A key aspect in the successful construction of the Yeywa RCC dam was the comprehensive training of the local staff during preparation for and the initial stages of the construction. High-Tech Concrete Technologies (HTCT), a member of Shwe Taung Group, was the one who has been transferring the knowledge from a local perspective. Up to 5,000 workers were employed on this large construction project. Equipment selected for the concreting operations includes Putzmeister's MX 32 stationary boom, an M 38 truck-mounted concrete pump, and two BSA 2,109 HP stationary pumps.

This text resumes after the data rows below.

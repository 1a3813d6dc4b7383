//! Fluent construction of job descriptors.

use std::time::Duration;

use uuid::Uuid;

use tasklane_core::{IntervalPolicy, JobDescriptor, Result, RunLimit};

use crate::manager::QueueManager;

/// Builds a [`JobDescriptor`] and optionally submits it in one chain:
///
/// ```ignore
/// let uuid = JobBuilder::new("sync")
///     .lane("background")
///     .tag("nightly")
///     .persist()
///     .params(serde_json::json!({ "path": "/data" }))
///     .schedule(&manager)
///     .await?;
/// ```
pub struct JobBuilder {
    descriptor: JobDescriptor,
}

impl JobBuilder {
    /// A run-once, transient job of the given type on the default lane.
    pub fn new(job_type: &str) -> Self {
        Self { descriptor: JobDescriptor::new(job_type) }
    }

    /// Route the job to a named lane.
    pub fn lane(mut self, name: &str) -> Self {
        self.descriptor.lane = name.to_string();
        self
    }

    /// Attach a tag for group cancellation. Repeatable.
    pub fn tag(mut self, tag: &str) -> Self {
        self.descriptor.tags.insert(tag.to_string());
        self
    }

    /// Persist the job so it survives a restart.
    pub fn persist(mut self) -> Self {
        self.descriptor.persisted = true;
        self
    }

    /// Run repeatedly: up to `limit` successful runs, spaced by
    /// `interval`.
    pub fn periodic(mut self, limit: RunLimit, interval: Duration) -> Self {
        self.descriptor.interval = IntervalPolicy::Periodic { limit, interval };
        self
    }

    /// Opaque payload handed to the factory and the job logic.
    pub fn params(mut self, params: serde_json::Value) -> Self {
        self.descriptor.params = params;
        self
    }

    pub fn build(self) -> JobDescriptor {
        self.descriptor
    }

    /// Submit through a manager. Shorthand for `manager.submit(build())`.
    pub async fn schedule(self, manager: &QueueManager) -> Result<Uuid> {
        manager.submit(self.descriptor).await
    }
}

#[cfg(test)]
mod tests {
    use std::sync::atomic::Ordering;

    use super::*;
    use crate::testutil::{wait_until, CountingHandler, RecordingListener, TestFactory};

    #[test]
    fn test_builder_sets_every_field() {
        let descriptor = JobBuilder::new("sync")
            .lane("background")
            .tag("nightly")
            .tag("tenant-7")
            .persist()
            .periodic(RunLimit::Limited(3), Duration::from_secs(60))
            .params(serde_json::json!({ "depth": 2 }))
            .build();

        assert_eq!(descriptor.job_type, "sync");
        assert_eq!(descriptor.lane, "background");
        assert!(descriptor.tags.contains("nightly"));
        assert!(descriptor.tags.contains("tenant-7"));
        assert!(descriptor.persisted);
        assert_eq!(
            descriptor.interval,
            IntervalPolicy::Periodic {
                limit: RunLimit::Limited(3),
                interval: Duration::from_secs(60)
            }
        );
        assert_eq!(descriptor.params["depth"], 2);
        assert_eq!(descriptor.run_count, 0);
        assert_eq!(descriptor.retry_count, 0);
    }

    #[tokio::test]
    async fn test_schedule_submits_through_manager() {
        let handler = CountingHandler::new();
        let factory = TestFactory::new();
        factory.register("t", handler.clone());
        let listener = RecordingListener::new();
        let manager = QueueManager::builder(factory).listener(listener.clone()).build().await;

        JobBuilder::new("t").tag("one-off").schedule(&manager).await.unwrap();
        wait_until(|| listener.removed.load(Ordering::SeqCst) == 1).await;
        assert_eq!(handler.runs(), 1);
    }
}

A bridge was built across the river, just downstream of the dam, to replace the ferry system, which had been the only means of transport across the river.

Various studies were conducted during construction, and identified risk factors, one of which was "Key Organizational Risk Factors: A Case Study of Hydroelectric Power Projects in Myanmar."

==Impact==
3550 GWh of electricity per year will be supplied to the Mandalay Division regional power grid for public and private consumption.

In 2005, the Myanmar Times reported that three villages near the dam had been relocated. The villagers had depended on the Myitnge River for their fishing, farming, and logging livelihoods, the sources of which will be flooded by the dam. Ancient cultural sites like the Sappa Sukha Htattaw Temple will also be flooded and forever lost.